Itinerant-Electron Magnet of the Pyrochlore Lattice: Indium-Doped YMn2Zn20

TL;DR

This study investigates In-doped YMn2Zn20, a pyrochlore lattice compound, revealing heavy-fermion-like behavior driven by geometrical frustration rather than Kondo effect, with no magnetic long-range order down to 0.4 K.

Contribution

It demonstrates that geometrical frustration in a pyrochlore lattice can induce heavy-fermion-like behavior without Kondo effect, expanding understanding of strongly correlated electron systems.

Findings

No magnetic long-range order down to 0.4 K.

Spin-glass transitions observed in In-rich crystals.
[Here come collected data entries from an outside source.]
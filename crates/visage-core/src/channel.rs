//! Blend channel names
//!
//! Names follow the ARKit-style morph target naming most avatar rigs ship
//! with. Rigs are heterogeneous: any of these may be missing on a mesh.

/// Jaw/lips opening, driven by lip sync
pub const MOUTH_OPEN: &str = "mouthOpen";
/// Lips funneled forward ("oo")
pub const MOUTH_FUNNEL: &str = "mouthFunnel";
/// Lips puckered ("w")
pub const MOUTH_PUCKER: &str = "mouthPucker";
pub const MOUTH_SMILE: &str = "mouthSmile";

pub const BROW_INNER_UP: &str = "browInnerUp";
pub const EYE_WIDE_LEFT: &str = "eyeWideLeft";
pub const EYE_WIDE_RIGHT: &str = "eyeWideRight";
pub const EYE_SQUINT_LEFT: &str = "eyeSquintLeft";
pub const EYE_SQUINT_RIGHT: &str = "eyeSquintRight";

/// Both eyes closed (single-channel rigs)
pub const EYES_CLOSED: &str = "eyesClosed";
pub const EYE_BLINK_LEFT: &str = "eyeBlinkLeft";
pub const EYE_BLINK_RIGHT: &str = "eyeBlinkRight";

/// Channels written by the lip-sync drivers
pub const MOUTH_CHANNELS: [&str; 3] = [MOUTH_OPEN, MOUTH_FUNNEL, MOUTH_PUCKER];

/// Channels written by the blink controller
pub const BLINK_CHANNELS: [&str; 3] = [EYES_CLOSED, EYE_BLINK_LEFT, EYE_BLINK_RIGHT];

/// Every channel some system writes
pub const ALL_CHANNELS: [&str; 12] = [
    MOUTH_OPEN,
    MOUTH_FUNNEL,
    MOUTH_PUCKER,
    MOUTH_SMILE,
    BROW_INNER_UP,
    EYE_WIDE_LEFT,
    EYE_WIDE_RIGHT,
    EYE_SQUINT_LEFT,
    EYE_SQUINT_RIGHT,
    EYES_CLOSED,
    EYE_BLINK_LEFT,
    EYE_BLINK_RIGHT,
];

/// Channel group a name belongs to, used to keep writers apart
#[derive(Debug, Clone, Copy, PartialEq, Eq)]
pub enum ChannelGroup {
    Mouth,
    Blink,
    Expression,
}

impl ChannelGroup {
    pub fn of(name: &str) -> ChannelGroup {
        if MOUTH_CHANNELS.contains(&name) {
            ChannelGroup::Mouth
        } else if BLINK_CHANNELS.contains(&name) {
            ChannelGroup::Blink
        } else {
            ChannelGroup::Expression
        }
    }
}

#[cfg(test)]
mod tests {
    use super::*;

    #[test]
    fn test_channel_groups_disjoint() {
        for name in MOUTH_CHANNELS {
            assert_eq!(ChannelGroup::of(name), ChannelGroup::Mouth);
            assert!(!BLINK_CHANNELS.contains(&name));
        }
        assert_eq!(ChannelGroup::of(EYE_BLINK_LEFT), ChannelGroup::Blink);
        assert_eq!(ChannelGroup::of(MOUTH_SMILE), ChannelGroup::Expression);
    }
}
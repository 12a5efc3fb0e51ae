//! Avatar host - mounts a rig and runs its refresh loops
//!
//! Two independent loops share the registry:
//! - render: runs for the whole mount, animates the face and copies the
//!   weights back onto the scene graph
//! - lip sync: runs only while a driver session is live
//!
//! Unmounting stops both loops and cancels their outstanding refresh
//! requests, so the scheduler holds nothing for a dead avatar.

use tracing::info;
use visage_core::{RootTransform, VisageResult};
use visage_rig::{ChannelRegistry, SceneGraph};
use visage_time::{FrameRequest, ManualScheduler, RefreshScheduler, TickLoop};
use visage_voice::{DriverStatus, LipSyncKind, SpectrumSource};

use crate::{AvatarConfig, FrameCompositor, SpeechEvent};

/// What ran during one refresh
#[derive(Debug, Clone, Copy, Default, PartialEq, Eq)]
pub struct RefreshReport {
    pub rendered: bool,
    /// Driver status if the lip-sync loop ran
    pub lipsync: Option<DriverStatus>,
}

/// A mounted avatar
#[derive(Debug)]
pub struct AvatarHost<S: RefreshScheduler> {
    scheduler: S,
    graph: SceneGraph,
    registry: ChannelRegistry,
    compositor: FrameCompositor,
    render: TickLoop,
    lipsync: TickLoop,
    mounted: bool,
}

impl<S: RefreshScheduler> AvatarHost<S> {
    /// Index the rig and start the render loop
    pub fn mount(graph: SceneGraph, config: AvatarConfig, mut scheduler: S) -> VisageResult<Self> {
        let compositor = FrameCompositor::new(config)?;
        let registry = ChannelRegistry::index(&graph);

        let mut render = TickLoop::new("render");
        render.start(&mut scheduler);
        info!(meshes = registry.len(), "avatar mounted");

        Ok(Self {
            scheduler,
            graph,
            registry,
            compositor,
            render,
            lipsync: TickLoop::new("lipsync"),
            mounted: true,
        })
    }

    /// Run the loops whose requests are among `fired`
    pub fn on_refresh(&mut self, fired: &[FrameRequest], dt: f32) -> RefreshReport {
        let mut report = RefreshReport::default();

        if self.render.take_fired(fired) {
            self.compositor.animate(&mut self.registry, dt);
            self.render.rearm(&mut self.scheduler);
            report.rendered = true;
        }

        if self.lipsync.take_fired(fired) {
            let status = self.compositor.drive_lipsync(&mut self.registry, dt);
            // lost audio mid-speech hands over to procedural speech
            if self.compositor.lipsync_kind() == LipSyncKind::Idle {
                self.lipsync.stop(&mut self.scheduler);
            } else {
                self.lipsync.rearm(&mut self.scheduler);
            }
            report.lipsync = Some(status);
        }

        if report.rendered || report.lipsync.is_some() {
            self.registry.write_back(&mut self.graph);
        }
        report
    }

    /// Speech start/end/error from the page
    pub fn speech_event(&mut self, event: SpeechEvent) {
        if !self.mounted {
            return;
        }
        self.compositor.handle(&mut self.registry, event);
        self.sync_lipsync_loop();
    }

    pub fn attach_analyser(&mut self, source: Box<dyn SpectrumSource + Send>) {
        if !self.mounted {
            return;
        }
        self.compositor.attach_analyser(&mut self.registry, source);
        self.sync_lipsync_loop();
    }

    pub fn detach_analyser(&mut self) -> bool {
        if !self.mounted {
            return false;
        }
        let detached = self.compositor.detach_analyser(&mut self.registry);
        self.sync_lipsync_loop();
        detached
    }

    /// Stop both loops and close the mouth. Idempotent.
    pub fn unmount(&mut self) -> bool {
        if !self.mounted {
            return false;
        }
        self.render.stop(&mut self.scheduler);
        self.lipsync.stop(&mut self.scheduler);
        self.compositor.shutdown(&mut self.registry);
        self.registry.write_back(&mut self.graph);
        self.mounted = false;
        info!(
            ticks = self.render.ticks(),
            lipsync_ticks = self.lipsync.ticks(),
            "avatar unmounted"
        );
        true
    }

    /// Keep the lip-sync loop running exactly while a driver is live.
    /// A stopped procedural session has already zeroed the mouth.
    fn sync_lipsync_loop(&mut self) {
        if self.compositor.lipsync_kind() == LipSyncKind::Idle {
            self.lipsync.stop(&mut self.scheduler);
        } else {
            self.lipsync.start(&mut self.scheduler);
        }
        self.registry.write_back(&mut self.graph);
    }

    pub fn is_mounted(&self) -> bool {
        self.mounted
    }

    pub fn graph(&self) -> &SceneGraph {
        &self.graph
    }

    pub fn registry(&self) -> &ChannelRegistry {
        &self.registry
    }

    pub fn compositor(&self) -> &FrameCompositor {
        &self.compositor
    }

    pub fn root(&self) -> &RootTransform {
        self.compositor.root()
    }

    pub fn scheduler(&self) -> &S {
        &self.scheduler
    }

    pub fn render_loop(&self) -> &TickLoop {
        &self.render
    }

    pub fn lipsync_loop(&self) -> &TickLoop {
        &self.lipsync
    }
}

impl AvatarHost<ManualScheduler> {
    /// Fire one display refresh and run whatever it woke
    pub fn step(&mut self, dt: f32) -> RefreshReport {
        let fired = self.scheduler.fire();
        self.on_refresh(&fired, dt)
    }
}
Large heat capacity indicating heavy-fermion-like behavior.

Abstract

We report on a ternary intermetallic compound, "YMn2Zn20", comprising a pyrochlore lattice made of Mn atoms. A series of In-doped single crystals undergo no magnetic long-range order down to 0.4 K, in spite of the fact that the Mn atom carries a local magnetic moment at high temperatures, showing Curie-Weiss magnetism. However, In-rich crystals exhibit spin-glass transitions at approximately 10 K due to a disorder arising from the substitution, while, with decreasing In content, the spin-glass transition temperature is reduced to 1 K. Then, heat capacity divided by temperature approaches a large value of 280 mJ K-2 mol-1, suggesting a significantly large mass enhancement for conduction electrons. This heavy-fermion-like behavior is not induced by the Kondo effect as in ordinary f-electron compounds, but by an alternative mechanism related to the geometrical frustration on the pyrochlore lattice, as in (Y,Sc)Mn2 and LiV2O4, which may allow spin entropy to survive down to low temperatures and to couple with conduction electrons.